In the second part of the Epic Theatre Ensemble’s excellent production of Sarah Ruhl’s Passion Play, currently playing at the Irondale Center, a group of Bavarian locals are rehearsing the famous Oberamergau Passion Play. Dressed in various traditional racist depictions of Jews (horns, gold, general ugly), the Hebraic rabbis of the Bible demand the death of Jesus, moments before they dive to the ground in search of falling coins. Spectators immediately recognize the humorous tone. The question, however, is what it is exactly that we recognize – is it the classic stereotypes themselves, now outdated, or at least socially taboo, or is it our own relationship with those images today? In other words, are we relating to an iconic image from the past, or to a breathing part of our own intellectual world today? Or in Ms. Ruhl’s words from her playwright’s note – “Where is the line between authentic identity and performance? And is there, in fact, such a line?” The playwright’s question is alive in this production, in large part due to the fact that her producers at ETE insist that the theater should strive to blur the line between its role as performance and its social role in the community. Playing in a church in Brooklyn’s Fort Greene, the three and a half hour play, often followed or preceded by public discussions about religion and public life, functions as a type of modern day direct democracy gathering. True, the main speakers seem not to come from the Evangelical right, but they do come with a (critical perhaps) love of the Good Lord, and an appreciation for how people have felt about Him at different moments in history.

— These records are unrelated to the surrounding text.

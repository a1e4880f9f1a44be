//! Tunnel centerline as a function of depth.

use glam::Vec3;

use crate::params::SceneParameters;

/// Sinusoidal centerline shared by the density field, camera, and sun anchor
#[derive(Debug, Clone, Copy, PartialEq)]
pub struct PathModel {
    pub amp_x: f32,
    pub freq_x: f32,
    pub amp_y: f32,
    pub freq_y: f32,
}

impl PathModel {
    pub fn new(params: &SceneParameters) -> Self {
        Self {
            amp_x: params.path_amp_x,
            freq_x: params.path_freq_x,
            amp_y: params.path_amp_y,
            freq_y: params.path_freq_y,
        }
    }

    /// Centerline point at depth `z`
    #[inline]
    pub fn at(&self, z: f32) -> Vec3 {
        Vec3::new(
            (z * self.freq_x).sin() * self.amp_x,
            (z * self.freq_y).cos() * self.amp_y,
            z,
        )
    }
}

The three plays that make up the evening, however, are not designed to be didactic. They are, in fact, poetic explorations of the relationship between Church and State, and of the purpose of the theater in times of public strife. Under the competent direction of Mark Wing-Davey, each of the plays drags the spectator’s imagination from simple stories to dreamy theatrical imagery, from Jesus to Ronald Reagan.
“When I close my eyes I see a parade of dead fish coming at me,” says Pontius the Fish Gutter in part I one of the cycle, just a moment before a parade of enormous fish silently fill the stage, Bread and Puppet style (the mobile sets and huge puppets by Allen Moyer and Warren Karp really bring the plays to life) . A short moment later Queen Elizabeth shows up (the marvelous T. Ryder Smith) to shut down the play. Explained in greater clarity in the program than in the play (where she talks about very thick make-up), the 16th century Protestant queen forbid depictions of the Christ, forcing the local actors to sell all their costume pieces but the clunky angel halos.
In Part II we are in pre-WWII Germany, and for the second time we witness the actress playing the Virgin (the lovely Kate Turnbull) get knocked up. This happens in each of the three plays. The reaction to it, however, is different each time, keeping the audience engaged in the similarities and differences between each historical moment.
The rehearsals for the Passion, which we witness as well in every one of the plays, are interrupted during the first two by the irritating Village Idiot. It is unclear what Ms. Ruhl was attempting to do with this character, and despite a valiant attempt by Polly Noonan, one feels quite annoyed at the actor playing Jesus (Hale Appelman), when he lets her out of the cage she was confined to by the play’s director. The worst moment in the cycle belongs to this Bavarian Village Idiot, at the close of the second play. She remains the only one standing for sanity against the Nazi wave, and her speech at the close of that play (right before the generic picture of a stage full of actors standing erect staring out at a fascism dazed audience) definitely presents a challenge for spectators’ desire to come back for part three after the second intermission. Nor does it help that Mr. Wing Davey directs the style of Part II away from the pageantry of Part I and towards tedious melodrama.
But hold tight – Part III brings it all together, and even makes the flat choices in its predecessor seem mildly significant to the sum total offering of the company. At last we’re back in the US of A, in the Badlands of South Dakota. We watch another virgin slip, this time onto the lap of the brother of her war-bound husband. Fifteen years later the husband is still suffering from trauma, even as Ronald Reagen shows up, Hitler makes an appearance and even Queen Elizabeth graces us one more time with her divine presence (“I don’t see why anyone would give their life for anything less than a monarch.”).
By the end of the third play we have reached present times, and that is when the actor playing the traumatized soldier (Dominic Fumusa, who gives a strong performance in Part III of the cycle) can speak some lines to the audience about religion and the state. By this point we are eager to sponge in what the writer has to say. It’s unfortunate that her grit escapes Ms. Ruhl at this critical juncture, and all she has to say is “I don’t know if this country needs more or less religion.” What is fortunate is that she has already given us over three hours of sweet and bitter thoughts to take out of the theater with us, and perhaps even allow them to seep into our daily lives.